Megn loves gays ping.
This just shows what a vacuum there is in the R party. Another thing Megn doesnt address is 1) how many homo’s votes there are to gain , vs 2) How many Christian R voters will get turned off. And why does BoB claim to be against same sex marriage if it’s a winning issue.
Many in the D party are not with Megn on this.
!
We need an anti pop movement. Pop is bad, and Meghan is toxic to brain cells, even if she is an inspiration to chubby air-heads everywhere.
I think we need to start calling all of these celebutards, politicrats and the like “POP TARTS” when they start spewing out idiot garbage and just ridicule them to shut up, they’re embarassing themselves.

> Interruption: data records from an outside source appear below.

//! Conversion between typed index keys/values and their byte form
//!
//! The index layer never looks inside converted bytes; their order is
//! whatever the index's comparators (bytewise by default) make of them.

use crate::error::{HgError, Result};

/// Two-way conversion between `T` and bytes
pub trait ByteConverter<T>: Send + Sync {
    fn to_bytes(&self, value: &T) -> Result<Vec<u8>>;

    fn from_bytes(&self, bytes: &[u8]) -> Result<T>;
}

/// Raw bytes, unchanged
#[derive(Debug, Default, Clone, Copy)]
pub struct BytesConverter;

impl ByteConverter<Vec<u8>> for BytesConverter {
    fn to_bytes(&self, value: &Vec<u8>) -> Result<Vec<u8>> {
        Ok(value.clone())
    }

    fn from_bytes(&self, bytes: &[u8]) -> Result<Vec<u8>> {
        Ok(bytes.to_vec())
    }
}

/// UTF-8 strings
#[derive(Debug, Default, Clone, Copy)]
pub struct StringConverter;

impl ByteConverter<String> for StringConverter {
    fn to_bytes(&self, value: &String) -> Result<Vec<u8>> {
        Ok(value.as_bytes().to_vec())
    }

    fn from_bytes(&self, bytes: &[u8]) -> Result<String> {
        String::from_utf8(bytes.to_vec()).map_err(|e| HgError::Conversion(format!("invalid UTF-8: {}", e)))
    }
}

fn fixed<const N: usize>(bytes: &[u8], what: &str) -> Result<[u8; N]> {
    bytes.try_into().map_err(|_| {
        HgError::Conversion(format!("{} needs {} bytes, got {}", what, N, bytes.len()))
    })
}

/// `i32` as sign-flipped big-endian, so byte order is numeric order
#[derive(Debug, Default, Clone, Copy)]
pub struct I32Converter;

impl ByteConverter<i32> for I32Converter {
    fn to_bytes(&self, value: &i32) -> Result<Vec<u8>> {
        Ok(((*value as u32) ^ (1 << 31)).to_be_bytes().to_vec())
    }

    fn from_bytes(&self, bytes: &[u8]) -> Result<i32> {
        let raw = u32::from_be_bytes(fixed::<4>(bytes, "i32")?);
        Ok((raw ^ (1 << 31)) as i32)
    }
}

/// `i64` as sign-flipped big-endian, so byte order is numeric order
#[derive(Debug, Default, Clone, Copy)]
pub struct I64Converter;

impl ByteConverter<i64> for I64Converter {
    fn to_bytes(&self, value: &i64) -> Result<Vec<u8>> {
        Ok(((*value as u64) ^ (1 << 63)).to_be_bytes().to_vec())
    }

    fn from_bytes(&self, bytes: &[u8]) -> Result<i64> {
        let raw = u64::from_be_bytes(fixed::<8>(bytes, "i64")?);
        Ok((raw ^ (1 << 63)) as i64)
    }
}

Meghan McCain is nobody. She has done nothing of any importance to earn her the news coverage she seems to be getting. Stop it already!
With chewed bits of Milky Way flying happily from his lips, the son of robbed presidential candidate Al Gore made his claim to be the new voice of moderation and hipness for the Democratic Party.
"I'm so friggin' in touch with today's Generalization Y crowd! And I'm young, slighty roundish in a fun way, and I like to party! I'm the left wing Meghan McCain and I'd like some freaking airtime."
"Two words "freaking legalize it!" That's my message to today's undecided young voters. The Democratic Party needs to absorb my message into its very derma, man."
Another issue that animates the vibrant young voice of his generation is grape soda.
"Grape soda rocks! Rocks harder with vodka! I'm the Grape Ape, full of stoli and interesting positions on the issues! Woooo!"
"Like this one time, my moms she was swatting some imaginary flies around her head, and I said, 'Nehi Tips. Grape Nehi-Stoli and she liked it and calmed down. That's the sort of thing thats missing from the Democratic Party's message."
Many analysts agree that the Democratic Party message is in danger of becoming stale. New, exciting personalities, like the effed-up spawn of a failed presidential candidate, may be just the messenger the party needs to bring its message to the ever expanding youth vote.
"Wooo!!" yelled Al Gore III, before vomiting onto his shoes. "Free Palestinia!"
Megan McC represents the GOP like Teddy K represents the Catholic Church.